A theoretical study on soot inception in spherical burner-stabilized diffusion flames

Abstract

The soot inception processes in nonpremixed flames have been studied in a spherical flame stabilized by a spherical porous burner to understand the effects of flame structure (stoichiometric mixture fraction) and hydrodynamics (flow direction). A simplified three-step model with high activation energies is employed to describe the fuel oxidation, soot/precursor formation, and soot/precursor consumption reactions, respectively. The fuel oxidation reaction also produces a radical necessary for the soot formation reaction. The scheme yields three distinct reaction zones, one for each of the three reactions. The spherical flame geometry is unique in being able to independently control the flow direction, either from the fuel to oxidizer or from the oxidizer to fuel, and the flame structure through inert distribution. Four limiting flames, namely the fuel/air flame, diluted-fuel/oxygen flame, air/fuel flame and oxygen/diluted-fuel flame with the first reactant being the one supplied from the burner, are studied to address the relative importance of hydrodynamics and flame structure on soot inception. The analysis yields a solution giving the flame response to the variations of the soot formation and consumption reaction rates, the mass-flow rate issued from the burner, the Lewis numbers, and the inert distribution.
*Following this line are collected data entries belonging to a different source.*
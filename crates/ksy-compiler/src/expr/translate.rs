//! Ahead-of-time translation of schema expressions into Rust.
//!
//! Every translated expression is a Rust expression that is valid inside
//! the generated routine it is emitted into. Those routines have the
//! following names in scope:
//!
//! ```text
//! ┌──────────┬──────────────────────────────────────────────────────┐
//! │ Name     │ Meaning                                              │
//! ├──────────┼──────────────────────────────────────────────────────┤
//! │ self     │ record being decoded (or owning a derived field)     │
//! │ parents  │ enclosing records, nearest first (not in the root)   │
//! │ root     │ top-level record (`self` inside the top-level record)│
//! │ io       │ stream the current field is read from                │
//! │ elem     │ element just read (repeat-until predicate only)      │
//! │ index    │ element index (inside repetition loops)              │
//! └──────────┴──────────────────────────────────────────────────────┘
//! ```
//!
//! Results carry a [`ValueType`] and follow one rendering per type:
//! integers are `i64` values, floats `f64`, text `&str`, byte runs
//! `&[u8]`, records `&Record`, arrays `&[T]`, switch fields
//! `&Option<Enum>`. Everything that can fail at decode time (unset
//! nested records, out-of-range indices, text conversion, a parent of
//! the wrong type) is rendered with `?`, so translated code only appears
//! in routines returning `Result<_, rt::DecodeError>`.
//!
//! `_parent` walks the `parents` chain. When only one record type can
//! sit at that depth the link is downcast to it directly; otherwise
//! member access tries each candidate type in turn.

use crate::error::{CompileError, Site};
use crate::layout::{Category, Layout, Slot, element_slot};
use crate::naming;
use crate::resolve::{Primitive, PrimitiveKind, TypeRef, text_encoding};

use super::ast::{BinaryOp, Expr, UnaryOp};
use super::parser;

/// Static type of a translated expression.
#[derive(Clone, Debug, PartialEq)]
pub enum ValueType {
    Int,
    Float,
    Bool,
    Str,
    Bytes,
    Enum(usize),
    Record(usize),
    Array(Box<Slot>),
    Switch(usize),
    /// `_io`
    Stream,
    /// `_parent` chain link that may hold any of several record types.
    Ancestor { depth: usize, candidates: Vec<usize> },
}

impl ValueType {
    fn describe(&self) -> &'static str {
        match self {
            Self::Int => "integer",
            Self::Float => "float",
            Self::Bool => "boolean",
            Self::Str => "string",
            Self::Bytes => "byte array",
            Self::Enum(_) => "enum",
            Self::Record(_) => "record",
            Self::Array(_) => "array",
            Self::Switch(_) => "switch field",
            Self::Stream => "stream",
            Self::Ancestor { .. } => "parent record",
        }
    }
}

/// A translated expression.
#[derive(Clone, Debug)]
pub struct Typed {
    pub code: String,
    pub ty: ValueType,
    /// For record values (and arrays or switches of them): the ancestor
    /// chain the record's own derived fields are called with.
    parents: Option<String>,
    /// For `self` and `_parent` links: how many levels above `self`.
    depth: Option<usize>,
    /// Schema id used in decode-time error messages.
    label: String,
}

impl Typed {
    pub fn new(code: impl Into<String>, ty: ValueType) -> Self {
        Self {
            code: code.into(),
            ty,
            parents: None,
            depth: None,
            label: String::new(),
        }
    }

    fn labelled(mut self, label: &str) -> Self {
        self.label = label.to_owned();
        self
    }

    fn with_parents(mut self, parents: Option<String>) -> Self {
        self.parents = parents;
        self
    }

    fn at_depth(mut self, depth: usize) -> Self {
        self.depth = Some(depth);
        self
    }
}

/// Integer type an expression is cast to where the generated code needs
/// a fixed width (sizes, counts, positions, transform arguments).
#[derive(Clone, Copy, Debug, PartialEq, Eq)]
pub enum IntCast {
    U8,
    U32,
    U64,
    Usize,
    I64,
}

impl IntCast {
    fn suffix(self) -> &'static str {
        match self {
            Self::U8 => "u8",
            Self::U32 => "u32",
            Self::U64 => "u64",
            Self::Usize => "usize",
            Self::I64 => "i64",
        }
    }

    fn fits(self, v: i128) -> bool {
        match self {
            Self::U8 => u8::try_from(v).is_ok(),
            Self::U32 => u32::try_from(v).is_ok(),
            Self::U64 | Self::Usize => u64::try_from(v).is_ok(),
            Self::I64 => i64::try_from(v).is_ok(),
        }
    }
}

/// Translates the expressions of one field.
pub struct Translator<'a, 's> {
    layout: &'a Layout<'s>,
    record: usize,
    site: Site<'a>,
    elem: Option<Slot>,
    in_loop: bool,
}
Results show that with negligible soot consumption reaction, soot/precursor production is greater with slower radical diffusion. In the presence of soot consumption reaction, the total amount of soot/precursor decreases with lower soot/precursor diffusion rate. The effect of burner flow rate is qualitatively similar to that of the soot/precursor formation reaction rate except that the flame temperature increases monotonically with the flow rate until the adiabatic limit is reached. The production of soot/precursor can be significantly suppressed or eliminated by redistribution of the inert gas from the oxidizer side to the fuel side regardless of the flow direction.